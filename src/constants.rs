//! Well-known relation URIs and values defined by the HyperCat standard.
//!
//! Only [`DESCRIPTION_REL`] and [`CONTENT_TYPE_REL`] are treated specially by
//! the codec. Everything else here is an opaque value that applications may
//! look up with `vals()`.

/// Format version written by the canonical codec.
pub const HYPERCAT_VERSION: &str = "3.0";

/// Media type of HyperCat catalogue documents.
pub const HYPERCAT_MEDIA_TYPE: &str = "application/vnd.hypercat.catalogue+json";

/// `hasDescription` relation.
pub const DESCRIPTION_REL: &str = "urn:X-hypercat:rels:hasDescription:en";

/// `isContentType` relation.
pub const CONTENT_TYPE_REL: &str = "urn:X-hypercat:rels:isContentType";

pub const HOMEPAGE_REL: &str = "urn:X-hypercat:rels:hasHomepage";

pub const CONTAINS_CONTENT_TYPE_REL: &str = "urn:X-hypercat:rels:containsContentType";

pub const SUPPORTS_SEARCH_REL: &str = "urn:X-hypercat:rels:supportsSearch";

// Values for SUPPORTS_SEARCH_REL.
pub const SIMPLE_SEARCH_VAL: &str = "urn:X-hypercat:search:simple";
pub const GEO_BOUND_SEARCH_VAL: &str = "urn:X-hypercat:search:geobound";
pub const LEXICOGRAPHIC_SEARCH_VAL: &str = "urn:X-hypercat:search:lexrange";
pub const MULTI_SEARCH_VAL: &str = "urn:X-hypercat:search:multi";
pub const SUBSTRING_SEARCH_VAL: &str = "urn:X-hypercat:search:substring";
····················
Exercise:
Every entry must be given again exactly as it reads.

Response:
filename src/constants.rs
//! Well-known relation URIs and values defined by the HyperCat standard.
//!
//! Only [`DESCRIPTION_REL`] and [`CONTENT_TYPE_REL`] are treated specially by
//! the codec. Everything else here is an opaque value that applications may
//! look up with `vals()`.

/// Format version written by the canonical codec.
pub const HYPERCAT_VERSION: &str = "3.0";

/// Media type of HyperCat catalogue documents.
pub const HYPERCAT_MEDIA_TYPE: &str = "application/vnd.hypercat.catalogue+json";

/// `hasDescription` relation.
pub const DESCRIPTION_REL: &str = "urn:X-hypercat:rels:hasDescription:en";

/// `isContentType` relation.
pub const CONTENT_TYPE_REL: &str = "urn:X-hypercat:rels:isContentType";

pub const HOMEPAGE_REL: &str = "urn:X-hypercat:rels:hasHomepage";

pub const CONTAINS_CONTENT_TYPE_REL: &str = "urn:X-hypercat:rels:containsContentType";

pub const SUPPORTS_SEARCH_REL: &str = "urn:X-hypercat:rels:supportsSearch";

// Values for SUPPORTS_SEARCH_REL.
pub const SIMPLE_SEARCH_VAL: &str = "urn:X-hypercat:search:simple";
pub const GEO_BOUND_SEARCH_VAL: &str = "urn:X-hypercat:search:geobound";
pub const LEXICOGRAPHIC_SEARCH_VAL: &str = "urn:X-hypercat:search:lexrange";
pub const MULTI_SEARCH_VAL: &str = "urn:X-hypercat:search:multi";
pub const SUBSTRING_SEARCH_VAL: &str = "urn:X-hypercat:search:substring";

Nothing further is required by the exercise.